Saved entries
◆ ◆ ◆ ◆ ◆

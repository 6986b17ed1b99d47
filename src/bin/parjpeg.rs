//! parjpeg CLI - benchmark and analysis driver
//!
//! Times the block encoder under each threading strategy, sweeps quality
//! levels, and round-trips single images through the full codec.

use std::time::{Duration, Instant};

use clap::{Args, Parser, Subcommand, ValueEnum};
use tracing_subscriber::EnvFilter;

use parjpeg::decode::{self, decode_from_blocks};
use parjpeg::jpeg::default_threads;
use parjpeg::metrics::{compression_ratio, psnr, ssim};
use parjpeg::{
    DctMethod, EncodeOptions, EncodedOutput, Encoder, EntropyCoding, QualityReport, RgbImage,
    Strategy,
};

/// Benchmark and analysis tool for the parjpeg block codec.
#[derive(Parser, Debug)]
#[command(name = "parjpeg")]
#[command(author, version, about, long_about = None)]
struct Cli {
    /// Show debug logging (RUST_LOG overrides)
    #[arg(short, long, global = true)]
    verbose: bool,

    #[command(subcommand)]
    command: Command,
}

#[derive(Subcommand, Debug)]
enum Command {
    /// Time every strategy on the gradient test image
    Bench(BenchArgs),
    /// Size and quality across a range of quality levels
    Sweep(SweepArgs),
    /// Encode, decode and report quality for one configuration
    Roundtrip(RoundtripArgs),
}

#[derive(Args, Debug)]
struct CodecArgs {
    /// Forward DCT implementation
    #[arg(long, value_enum, default_value = "reference")]
    dct: DctArg,

    /// Huffman symbol mapping
    #[arg(long, value_enum, default_value = "coefficient")]
    entropy: EntropyArg,
}

#[derive(Args, Debug)]
struct BenchArgs {
    /// Image sizes to benchmark (repeatable)
    #[arg(
        long = "size",
        value_name = "WxH",
        value_parser = parse_size,
        default_values = ["256x256", "512x512"]
    )]
    sizes: Vec<(u32, u32)>,

    /// Quality (1-100, higher = better quality)
    #[arg(short, long, default_value = "75", value_parser = clap::value_parser!(u8).range(1..=100))]
    quality: u8,

    /// Timed encodes per strategy
    #[arg(short, long, default_value = "5", value_parser = clap::value_parser!(u32).range(1..))]
    iterations: u32,

    /// Worker counts to try (repeatable, defaults to available parallelism)
    #[arg(short, long = "threads")]
    threads: Vec<usize>,

    #[command(flatten)]
    codec: CodecArgs,
}

#[derive(Args, Debug)]
struct SweepArgs {
    /// Image size
    #[arg(long, value_name = "WxH", value_parser = parse_size, default_value = "512x512")]
    size: (u32, u32),

    #[command(flatten)]
    codec: CodecArgs,
}

#[derive(Args, Debug)]
struct RoundtripArgs {
    /// Image size
    #[arg(long, value_name = "WxH", value_parser = parse_size, default_value = "256x256")]
    size: (u32, u32),

    /// Quality (1-100, higher = better quality)
    #[arg(short, long, default_value = "75", value_parser = clap::value_parser!(u8).range(1..=100))]
    quality: u8,

    /// Block processing strategy
    #[arg(short, long, value_enum, default_value = "sequential")]
    strategy: StrategyArg,

    /// Worker count for threaded strategies
    #[arg(short, long)]
    threads: Option<usize>,

    #[command(flatten)]
    codec: CodecArgs,
}

#[derive(Debug, Clone, Copy, ValueEnum)]
enum DctArg {
    /// Direct evaluation of the DCT sum
    Reference,
    /// AAN factorization
    Fast,
}

impl From<DctArg> for DctMethod {
    fn from(arg: DctArg) -> Self {
        match arg {
            DctArg::Reference => DctMethod::Reference,
            DctArg::Fast => DctMethod::Fast,
        }
    }
}

#[derive(Debug, Clone, Copy, ValueEnum)]
enum EntropyArg {
    /// Every zigzag coefficient is a symbol
    Coefficient,
    /// DC differences and AC run/size symbols
    RunLength,
}

impl From<EntropyArg> for EntropyCoding {
    fn from(arg: EntropyArg) -> Self {
        match arg {
            EntropyArg::Coefficient => EntropyCoding::Coefficient,
            EntropyArg::RunLength => EntropyCoding::RunLength,
        }
    }
}

#[derive(Debug, Clone, Copy, ValueEnum)]
enum StrategyArg {
    /// Single thread
    Sequential,
    /// Long-lived worker pool
    Pool,
    /// Static partition over scoped threads
    DataParallel,
    /// Extract / DCT / quantize stages joined by channels
    Pipeline,
    /// One task per block
    ForkJoin,
    /// rayon parallel iterator
    #[cfg(feature = "parallel")]
    Rayon,
}

impl StrategyArg {
    fn to_strategy(self, threads: usize) -> Strategy {
        match self {
            StrategyArg::Sequential => Strategy::Sequential,
            StrategyArg::Pool => Strategy::WorkerPool { threads },
            StrategyArg::DataParallel => Strategy::DataParallel { threads },
            StrategyArg::Pipeline => Strategy::Pipeline {
                dct_workers: threads,
                quant_workers: threads,
            },
            StrategyArg::ForkJoin => Strategy::ForkJoin,
            #[cfg(feature = "parallel")]
            StrategyArg::Rayon => Strategy::Rayon,
        }
    }
}

fn parse_size(s: &str) -> Result<(u32, u32), String> {
    let (w, h) = s
        .split_once(['x', 'X'])
        .ok_or_else(|| format!("expected WxH, got {s:?}"))?;
    let width: u32 = w.trim().parse().map_err(|e| format!("bad width {w:?}: {e}"))?;
    let height: u32 = h.trim().parse().map_err(|e| format!("bad height {h:?}: {e}"))?;
    if width == 0 || height == 0 {
        return Err(format!("dimensions must be non-zero, got {width}x{height}"));
    }
    Ok((width, height))
}

fn main() {
    let cli = Cli::parse();
    init_logging(cli.verbose);
    if let Err(e) = run(cli) {
        eprintln!("Error: {e}");
        std::process::exit(1);
    }
}

fn init_logging(verbose: bool) {
    let default = if verbose { "debug" } else { "warn" };
    let filter = EnvFilter::try_from_default_env().unwrap_or_else(|_| EnvFilter::new(default));
    tracing_subscriber::fmt()
        .with_env_filter(filter)
        .with_writer(std::io::stderr)
        .init();
}

fn run(cli: Cli) -> Result<(), Box<dyn std::error::Error>> {
    match cli.command {
        Command::Bench(args) => bench(&args),
        Command::Sweep(args) => sweep(&args),
        Command::Roundtrip(args) => roundtrip(&args),
    }
}

fn base_options(quality: u8, codec: &CodecArgs) -> EncodeOptions {
    EncodeOptions::default()
        .with_quality(quality)
        .with_dct(codec.dct.into())
        .with_entropy(codec.entropy.into())
}

/// One strategy's timing and quality figures.
struct BenchResult {
    label: String,
    total: Duration,
    iterations: u32,
    output: EncodedOutput,
    psnr: f64,
    ssim: f64,
}

impl BenchResult {
    fn average_ms(&self) -> f64 {
        self.total.as_secs_f64() * 1000.0 / self.iterations as f64
    }
}

fn bench_strategy(
    image: &RgbImage,
    options: EncodeOptions,
    iterations: u32,
) -> Result<BenchResult, Box<dyn std::error::Error>> {
    let encoder = Encoder::new(options)?;
    let label = options.strategy.to_string();

    // Warm-up run, also the one measured for quality
    let blocks = encoder.process_blocks(image)?;
    let output = encoder.encode_blocks(&blocks, image.width(), image.height())?;

    let mut total = Duration::ZERO;
    for _ in 0..iterations {
        let start = Instant::now();
        let encoded = encoder.encode(image)?;
        total += start.elapsed();
        if encoded.data != output.data {
            return Err(format!("{label}: output changed between runs").into());
        }
    }

    let reconstructed =
        decode_from_blocks(&blocks, encoder.quantization(), image.width(), image.height())?;
    Ok(BenchResult {
        label,
        total,
        iterations,
        psnr: psnr(image, &reconstructed)?,
        ssim: ssim(image, &reconstructed)?,
        output,
    })
}

fn bench(args: &BenchArgs) -> Result<(), Box<dyn std::error::Error>> {
    let thread_counts = if args.threads.is_empty() {
        vec![default_threads()]
    } else {
        args.threads.clone()
    };

    let mut consistent = true;
    for &(width, height) in &args.sizes {
        let image = RgbImage::test_pattern(width, height)?;
        println!();
        println!(
            "{width}x{height} test pattern, quality {}, {} iterations",
            args.quality, args.iterations
        );
        println!(
            "{:<32} {:>10} {:>10} {:>10} {:>8} {:>8} {:>7} {:>8}",
            "strategy", "avg ms", "total ms", "size", "ratio", "psnr", "ssim", "speedup"
        );

        let mut strategies = vec![Strategy::Sequential];
        for &threads in &thread_counts {
            strategies.extend(
                Strategy::all(threads)
                    .into_iter()
                    .filter(|s| *s != Strategy::Sequential),
            );
        }

        let mut results = Vec::with_capacity(strategies.len());
        for strategy in strategies {
            let options = base_options(args.quality, &args.codec).with_strategy(strategy);
            results.push(bench_strategy(&image, options, args.iterations)?);
        }

        let baseline_ms = results[0].average_ms();
        for result in &results {
            println!(
                "{:<32} {:>10.3} {:>10.3} {:>10} {:>8.2} {:>8.2} {:>7.4} {:>7.2}x",
                result.label,
                result.average_ms(),
                result.total.as_secs_f64() * 1000.0,
                format_size(result.output.compressed_size() as u64),
                compression_ratio(&image, result.output.compressed_size()),
                result.psnr,
                result.ssim,
                baseline_ms / result.average_ms().max(f64::EPSILON),
            );
        }

        let baseline = &results[0];
        for result in &results[1..] {
            let mut problems = Vec::new();
            if (result.psnr - baseline.psnr).abs() > 0.5 {
                problems.push(format!("psnr {:.2} vs {:.2}", result.psnr, baseline.psnr));
            }
            if (result.ssim - baseline.ssim).abs() > 0.01 {
                problems.push(format!("ssim {:.4} vs {:.4}", result.ssim, baseline.ssim));
            }
            if result.output.data != baseline.output.data {
                problems.push("stream bytes differ".to_string());
            }
            if !problems.is_empty() {
                consistent = false;
                println!("  INCONSISTENT {}: {}", result.label, problems.join(", "));
            }
        }
    }

    println!();
    if consistent {
        println!("Consistency check passed: every strategy produced identical output");
        Ok(())
    } else {
        Err("strategies disagree".into())
    }
}

fn sweep(args: &SweepArgs) -> Result<(), Box<dyn std::error::Error>> {
    let (width, height) = args.size;
    let image = RgbImage::test_pattern(width, height)?;
    println!("{width}x{height} test pattern");
    println!(
        "{:>7} {:>10} {:>8} {:>8} {:>7}  rating",
        "quality", "size", "ratio", "psnr", "ssim"
    );

    for quality in [10u8, 25, 50, 75, 90, 95, 100] {
        let encoder = Encoder::new(base_options(quality, &args.codec))?;
        let blocks = encoder.process_blocks(&image)?;
        let output = encoder.encode_blocks(&blocks, width, height)?;
        let reconstructed = decode_from_blocks(&blocks, encoder.quantization(), width, height)?;
        let report = QualityReport::new(&image, &reconstructed, output.compressed_size())?;
        println!(
            "{:>7} {:>10} {:>8.2} {:>8.2} {:>7.4}  {}",
            quality,
            format_size(report.compressed_size as u64),
            report.ratio,
            report.psnr,
            report.ssim,
            report.rating()
        );
    }
    Ok(())
}

fn roundtrip(args: &RoundtripArgs) -> Result<(), Box<dyn std::error::Error>> {
    let (width, height) = args.size;
    let image = RgbImage::test_pattern(width, height)?;
    let threads = args.threads.unwrap_or_else(default_threads);
    let options = base_options(args.quality, &args.codec)
        .with_strategy(args.strategy.to_strategy(threads));
    let encoder = Encoder::new(options)?;

    let start = Instant::now();
    let encoded = encoder.encode(&image)?;
    let encode_time = start.elapsed();

    let start = Instant::now();
    let decoded = decode::decode(&encoded)?;
    let decode_time = start.elapsed();

    let report = QualityReport::new(&image, &decoded, encoded.compressed_size())?;
    println!("Strategy:    {}", options.strategy);
    println!("Encode time: {encode_time:.2?}");
    println!("Decode time: {decode_time:.2?}");
    println!("{report}");
    Ok(())
}

fn format_size(bytes: u64) -> String {
    const KB: u64 = 1024;
    const MB: u64 = KB * 1024;

    if bytes >= MB {
        format!("{:.2} MB", bytes as f64 / MB as f64)
    } else if bytes >= KB {
        format!("{:.2} KB", bytes as f64 / KB as f64)
    } else {
        format!("{} B", bytes)
    }
}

◆ ◆ ◆ ◆ ◆

Your assignment - The required output is the set of lines from the first line of the data through the line that contains "use tracing_subscriber::EnvFilter;", transcribed exactly.

Task solution -
repository 6986b17ed1b99d47
filename src/bin/parjpeg.rs
//! parjpeg CLI - benchmark and analysis driver
//!
//! Times the block encoder under each threading strategy, sweeps quality
//! levels, and round-trips single images through the full codec.

use std::time::{Duration, Instant};

use clap::{Args, Parser, Subcommand, ValueEnum};
use tracing_subscriber::EnvFilter;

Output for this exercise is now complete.